住宅団地の事業主体は2007年7月18日までにシャトル桂台の運行再開の断念を発表しており、今後新たな輸送方式が検討されるそうです。 地形的な問題から代替手段は限られてくるかもしれませんが、猿橋の眺望も楽しむことのできる魅力的な解決方法に期待したいと思います。
なお同団地には現在、開発当初の計画の開発面積73.8ha、総戸数1000戸、計画人口3,500人に対し、322世帯、1000人が居住しており(*3)、 運行停止後はシャトル桂台の管理会社が配備したタクシーやバスで住民を代行輸送しています。

地域生態系の保全と宅地造成の双方を矛盾することなく両立させ、住環境を整備していくことは多くの困難を伴います。
大月市猿橋町桂台では、地域生態系の状態を把握するための指標となる環境指標生物にニホンリスを選定し、ニホンリスの保全対策を 行うことで、生態系全体の保全を評価しようとする試みを行っているそうです。(*4)

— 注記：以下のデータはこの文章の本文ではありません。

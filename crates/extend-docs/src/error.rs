//! Error types for rename config generation.

use std::path::PathBuf;
use thiserror::Error;

/// Errors raised while generating rename directives.
///
/// Every variant names the offending package, and the export path where one
/// is involved.
#[derive(Error, Debug)]
pub enum ExtendDocsError {
    #[error("Package \"{package}\" has no export map at {}", .path.display())]
    MissingExportMap { package: String, path: PathBuf },

    #[error("Export map of package \"{package}\" at {} is invalid: {reason}", .path.display())]
    InvalidExportMap {
        package: String,
        path: PathBuf,
        reason: String,
    },

    #[error("Cannot read source file {} for export \"{export}\" of package \"{package}\"", .path.display())]
    UnreadableSourceFile {
        package: String,
        export: String,
        path: PathBuf,
        #[source]
        source: std::io::Error,
    },

    #[error("No recognizable export in {} for export \"{export}\" of package \"{package}\"", .path.display())]
    NoRecognizableExport {
        package: String,
        export: String,
        path: PathBuf,
    },

    #[error("Cannot list packages in {}", .path.display())]
    PackageDirectory {
        path: PathBuf,
        #[source]
        source: std::io::Error,
    },

    #[error("Invalid options file {}: {reason}", .path.display())]
    Config { path: PathBuf, reason: String },
}

/// Result type used throughout the crate
pub type Result<T> = std::result::Result<T, ExtendDocsError>;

環境指標生物とは、様々な環境条件を調べるために、その環境に生息する生物のうち、ある環境条件に敏感な生物を指して用いられる 言葉です。例えば、河川の汚濁を調べるために、メダカや鮎の生態を調べる事例が比較的有名かもしれません。
ある環境条件を知るために、例えば温度や湿度、化学組成などを直接調べずに、環境指標動物を用いる利点は、

・特別な機器を必要とせず、誰にでも測定ができること
・時間的、地理的な厳密さを必要としないこと
・原因が特定できなくても、環境の悪化を知ることができること

などがあります。私たちも、ゴキブリや蟻、カラス、カビといった生物を、住環境を評価するための指標として日常的に利用しているの ではないでしょうか。

大月市桂台の場合、数ある生物の中からリスを環境指標動物に選んだ理由は、ニホンリスが希少動物であることと同時に、地域生態系 の保全と良好な住宅地環境の創出といった観点から、リスが人間にとって親しみやすく、継続的な環境保全、創出活動のために関係者 の合意形成や住宅地のイメージづくりに寄与することが想定されています。(*5,*6)
近年、たびたび耳にすることがある循環型の環境を構築するためには、生態系の多様性をどのように確保するかということが大きな 指標となります。
希少種や人間にとって好ましい生き物を保護することが、生態系の多様性を確保する活動かどうかということについては検証が必要だ と思いますが、人間の活動(住宅地開発、外来植物の持ち込み・・・)が地域固有の生態系にどのような影響を与えるのかを、環境指標動物 を通して知ることは、近代的な生活の中で自然との共生を実感できる大切な機会だと思います。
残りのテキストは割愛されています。